(TAKAHASHI
Yoichi, PPPC Chairman)
In
Kasumigaseki, the author was one of the few natural-science-based staff studied
mathematics in college while the colleagues were dominated by those having
backgrounds in social sciences. Given that background, there are mysteries in
the world of economic policy.
One
regular style in the natural sciences is the pattern to raise a hypothesis and
to prove it through experiments. If it is not proved in controlled
laboratories, then you attempt to prove the accuracy of your hypothesis by
citing the natural phenomena. In mathematics, needless to say, it is not
experiments but the logic that proves your hypothesis. If it is not proved, then
your hypothesis can be recognized as an error, and it could be disproved if
counterevidence were found.
However,
in the social sciences, namely in the world of economics, while it adopts the
style to gather the past data to prove hypothesis, the theories proved by the
past data are rarely utilized in the policymaking process to make future
predictions. If one makes an economic prediction, then any outsiders would know
in the future whether the prediction was right or wrong.
Economists
or scholars do not make such forecasts in Japan, as it may become challenges to
them. But one of a few chances just came in; the consumption tax hike to 8%
from this April decided last October. This is a good opportunity to test the
ability of economists or scholars because the accumulation in the economics is already
adequate to make economic forecasts after the tax-hike.
This
(http://www5.cao.go.jp/keizai-shimon/kaigi/special/tenken/) is the list of names
of people called by the government to state their views, including Japan’s
leading economists and scholars. Most of their views were that impacts of the
tax-hike to the economy would not be damaging ones, and unfortunately, by now, they
proved to have been incorrect. The implication could be either that they only
stated their desires without using the economic theories or they do not
understand the economic theories from the first place.
This
(http://gendai.ismedia.jp/articles/-/40156) is a list of private-sector
economic forecasters, whose forecasts are as rarely-correct as dice games. And
most of them spoke favorably to the consumption tax hike as its impact on the
economy would be small, which also proved to have been wrong.
The
government released its official view that the present economic situation is
partly due to the irregular weather conditions, but it only sounds as an
ex-post excuse. In fact, there is a possibility of economic forecast models taking
into consideration the weather conditions; when the author was working in the
Ministry of Finance, I once tried to entail the average temperature in summer
to estimate the volume of consumption of beer in calculating the liquor tax
income.

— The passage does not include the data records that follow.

use ferrous_forward_domain::{CommonTransportOptions, DomainError, ResolverAddr};
use socket2::{Domain, Protocol, Socket, Type};
use std::io;
use std::net::{IpAddr, Ipv4Addr, Ipv6Addr, SocketAddr};
use std::sync::Arc;
use std::time::Duration;
use tokio::io::{AsyncRead, AsyncWrite};
use tokio::net::{TcpSocket, TcpStream, UdpSocket};
use tracing::debug;

use super::socks5::{self, Socks5Proxy};

const UDP_RECV_BUFFER: usize = 4096;

/// One received UDP payload.
#[derive(Debug)]
pub struct Datagram {
    pub payload: Vec<u8>,
    pub clipped: bool,
}

/// Any byte stream a DNS exchange can run over (TCP, or TLS on top of TCP).
pub trait AsyncStream: AsyncRead + AsyncWrite + Send + Unpin + 'static {}

impl<T: AsyncRead + AsyncWrite + Send + Unpin + 'static> AsyncStream for T {}

pub type BoxedStream = Box<dyn AsyncStream>;

/// Opens outbound sockets, optionally through SOCKS5 and/or pinned to an
/// interface (`SO_BINDTODEVICE`) and firewall mark (`SO_MARK`).
#[derive(Debug, Clone)]
pub struct Dialer {
    socks5: Option<Arc<Socks5Proxy>>,
    interface: Option<Arc<str>>,
    mark: Option<u32>,
    connect_timeout: Duration,
}

impl Dialer {
    pub fn direct(connect_timeout: Duration) -> Self {
        Self {
            socks5: None,
            interface: None,
            mark: None,
            connect_timeout,
        }
    }

    pub fn from_options(options: &CommonTransportOptions) -> Result<Self, DomainError> {
        let socks5 = options
            .socks5
            .as_ref()
            .map(Socks5Proxy::from_options)
            .transpose()?
            .map(Arc::new);

        if let Some(interface) = &options.interface {
            if interface.is_empty() || interface.len() > 15 {
                return Err(DomainError::ConfigError(format!(
                    "Interface name must be 1-15 bytes: '{}'",
                    interface
                )));
            }
        }

        Ok(Self {
            socks5,
            interface: options.interface.as_deref().map(Arc::from),
            mark: options.mark,
            connect_timeout: options.connect_timeout(),
        })
    }

    pub fn with_interface(mut self, interface: impl Into<Arc<str>>) -> Self {
        self.interface = Some(interface.into());
        self
    }

    pub fn uses_proxy(&self) -> bool {
        self.socks5.is_some()
    }

    pub fn socks5(&self) -> Option<&Socks5Proxy> {
        self.socks5.as_deref()
    }

    pub fn interface(&self) -> Option<&str> {
        self.interface.as_deref()
    }

    pub fn mark(&self) -> Option<u32> {
        self.mark
    }

    pub fn connect_timeout(&self) -> Duration {
        self.connect_timeout
    }

    fn apply_options(&self, socket: &Socket) -> io::Result<()> {
        #[cfg(any(target_os = "linux", target_os = "android"))]
        {
            if let Some(interface) = &self.interface {
                socket.bind_device(Some(interface.as_bytes()))?;
            }
            if let Some(mark) = self.mark {
                socket.set_mark(mark)?;
            }
        }

        #[cfg(not(any(target_os = "linux", target_os = "android")))]
        {
            let _ = socket;
            if self.interface.is_some() || self.mark.is_some() {
                return Err(io::Error::new(
                    io::ErrorKind::Unsupported,
                    "interface and mark binding need Linux",
                ));
            }
        }

        Ok(())
    }

    /// Unconnected UDP socket on `bind_addr` with interface and mark applied.
    pub fn udp_socket(&self, bind_addr: SocketAddr) -> Result<std::net::UdpSocket, DomainError> {
        let build = || -> io::Result<std::net::UdpSocket> {
            let domain = if bind_addr.is_ipv4() {
                Domain::IPV4
            } else {
                Domain::IPV6
            };
            let socket = Socket::new(domain, Type::DGRAM, Some(Protocol::UDP))?;
            self.apply_options(&socket)?;
            socket.bind(&bind_addr.into())?;
            socket.set_nonblocking(true)?;
            Ok(socket.into())
        };
        build().map_err(|e| DomainError::IoError(format!("Failed to open UDP socket: {}", e)))
    }

    async fn connect_socket(&self, addr: SocketAddr) -> Result<TcpStream, DomainError> {
        let server = addr.to_string();
        let socket = (|| -> io::Result<TcpSocket> {
            let domain = if addr.is_ipv4() {
                Domain::IPV4
            } else {
                Domain::IPV6
            };
            let socket = Socket::new(domain, Type::STREAM, Some(Protocol::TCP))?;
            self.apply_options(&socket)?;
            socket.set_nonblocking(true)?;
            Ok(TcpSocket::from_std_stream(socket.into()))
        })()
        .map_err(|e| DomainError::from_io(server.clone(), e))?;

        let stream = tokio::time::timeout(self.connect_timeout, socket.connect(addr))
            .await
            .map_err(|_| DomainError::TransportTimeout {
                server: server.clone(),
            })?
            .map_err(|e| DomainError::from_io(server.clone(), e))?;

        stream
            .set_nodelay(true)
            .map_err(|e| DomainError::from_io(server, e))?;
        Ok(stream)
    }

    async fn connect_proxy(&self, proxy: &Socks5Proxy) -> Result<TcpStream, DomainError> {
        match &proxy.addr {
            ResolverAddr::Ip(addr) => self.connect_socket(*addr).await,
            ResolverAddr::Domain { domain, port } => {
                let target = format!("{}:{}", domain, port);
                let addrs: Vec<SocketAddr> = tokio::time::timeout(
                    self.connect_timeout,
                    tokio::net::lookup_host(target.clone()),
                )
                .await
                .map_err(|_| DomainError::TransportTimeout {
                    server: target.clone(),
                })?
                .map_err(|e| DomainError::from_io(target.clone(), e))?
                .collect();

                let mut last_err = DomainError::Socks5Error(format!("No address for proxy {}", target));
                for addr in addrs {
                    match self.connect_socket(addr).await {
                        Ok(stream) => return Ok(stream),
                        Err(e) => last_err = e,
                    }
                }
                Err(last_err)
            }
        }
    }

    /// TCP stream to `target`. Domain targets are only allowed through SOCKS5,
    /// where the proxy resolves them.
    pub async fn dial_tcp(&self, target: &ResolverAddr) -> Result<TcpStream, DomainError> {
        match &self.socks5 {
            Some(proxy) => {
                let stream = self.connect_proxy(proxy).await?;
                tokio::time::timeout(self.connect_timeout, proxy.connect(stream, target))
                    .await
                    .map_err(|_| DomainError::TransportTimeout {
                        server: target.to_string(),
                    })?
            }
            None => {
                let addr = target.socket_addr().ok_or_else(|| {
                    DomainError::ConfigError(format!(
                        "Cannot dial unresolved address {} without a proxy",
                        target
                    ))
                })?;
                self.connect_socket(addr).await
            }
        }
    }

    /// Datagram channel to `target`, relayed through SOCKS5 UDP ASSOCIATE
    /// when a proxy is configured.
    pub async fn dial_udp(&self, target: &ResolverAddr) -> Result<PacketConn, DomainError> {
        match &self.socks5 {
            Some(proxy) => {
                let control = self.connect_proxy(proxy).await?;
                let (control, relay) =
                    tokio::time::timeout(self.connect_timeout, proxy.associate(control))
                        .await
                        .map_err(|_| DomainError::TransportTimeout {
                            server: proxy.addr.to_string(),
                        })??;

                let socket = self.bind_connected_udp(relay).await?;
                debug!(relay = %relay, target = %target, "UDP relay through SOCKS5");
                Ok(PacketConn::Socks5 {
                    socket,
                    target: target.clone(),
                    _control: control,
                })
            }
            None => {
                let addr = target.socket_addr().ok_or_else(|| {
                    DomainError::ConfigError(format!(
                        "Cannot dial unresolved address {} without a proxy",
                        target
                    ))
                })?;
                Ok(PacketConn::Direct(self.bind_connected_udp(addr).await?))
            }
        }
    }

    async fn bind_connected_udp(&self, peer: SocketAddr) -> Result<UdpSocket, DomainError> {
        let bind_addr = unspecified_for(&peer);
        let socket = UdpSocket::from_std(self.udp_socket(bind_addr)?)
            .map_err(|e| DomainError::from_io(peer.to_string(), e))?;
        socket
            .connect(peer)
            .await
            .map_err(|e| DomainError::from_io(peer.to_string(), e))?;
        Ok(socket)
    }
}

pub fn unspecified_for(peer: &SocketAddr) -> SocketAddr {
    match peer.ip() {
        IpAddr::V4(_) => SocketAddr::new(IpAddr::V4(Ipv4Addr::UNSPECIFIED), 0),
        IpAddr::V6(_) => SocketAddr::new(IpAddr::V6(Ipv6Addr::UNSPECIFIED), 0),
    }
}

/// A connected datagram socket, direct or wrapped in SOCKS5 UDP headers.
#[derive(Debug)]
pub enum PacketConn {
    Direct(UdpSocket),
    Socks5 {
        socket: UdpSocket,
        target: ResolverAddr,
        // The association lives as long as this stream stays open.
        _control: TcpStream,
    },
}

impl PacketConn {
    pub async fn send(&self, data: &[u8]) -> Result<(), DomainError> {
        match self {
            PacketConn::Direct(socket) => {
                socket.send(data).await.map_err(|e| udp_err(socket, e))?;
            }
            PacketConn::Socks5 { socket, target, .. } => {
                let packet = socks5::encapsulate(target, data)?;
                socket.send(&packet).await.map_err(|e| udp_err(socket, e))?;
            }
        }
        Ok(())
    }

    /// Next datagram payload. `clipped` is set when the datagram did not fit
    /// the receive buffer.
    pub async fn recv(&self) -> Result<Datagram, DomainError> {
        let mut buf = vec![0u8; UDP_RECV_BUFFER + 1];
        match self {
            PacketConn::Direct(socket) => {
                let n = socket.recv(&mut buf).await.map_err(|e| udp_err(socket, e))?;
                buf.truncate(n.min(UDP_RECV_BUFFER));
                Ok(Datagram {
                    payload: buf,
                    clipped: n > UDP_RECV_BUFFER,
                })
            }
            PacketConn::Socks5 { socket, .. } => {
                let n = socket.recv(&mut buf).await.map_err(|e| udp_err(socket, e))?;
                let payload = socks5::decapsulate(&buf[..n])?.to_vec();
                Ok(Datagram {
                    payload,
                    clipped: n > UDP_RECV_BUFFER,
                })
            }
        }
    }

    pub fn peer(&self) -> Option<SocketAddr> {
        match self {
            PacketConn::Direct(socket) => socket.peer_addr().ok(),
            PacketConn::Socks5 { target, .. } => target.socket_addr(),
        }
    }
}

fn udp_err(socket: &UdpSocket, e: io::Error) -> DomainError {
    let server = socket
        .peer_addr()
        .map(|a| a.to_string())
        .unwrap_or_else(|_| "udp".to_string());
    DomainError::from_io(server, e)
}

However, it is a matter of the single item of beer and not about the
whole macro-economy. Indeed, the weather conditions might affect fluctuation of
a specific industry but not the entire macro-economy.
Also,
to note, the government’s traditional stance should have been the one not to
take weather conditions into consideration. This is to evade criticisms that
the government did not take countermeasures to possible disasters despite its
weather predictions.
In
any case, this is a waste of time listening to opinions of the people who made
wrong economic forecasts last year. Nonetheless, the government schedules to
hold hearings from the people who stated their views a year ago in order to
decide another tax-hike to 10% from next October.
Listening
to opinions of the people who made error predictions, you risk making a wrong
choice once again. What is the government’s intension to hold hearings from
such people? Perhaps disobeying words of the people who made errors may result
to good consequences.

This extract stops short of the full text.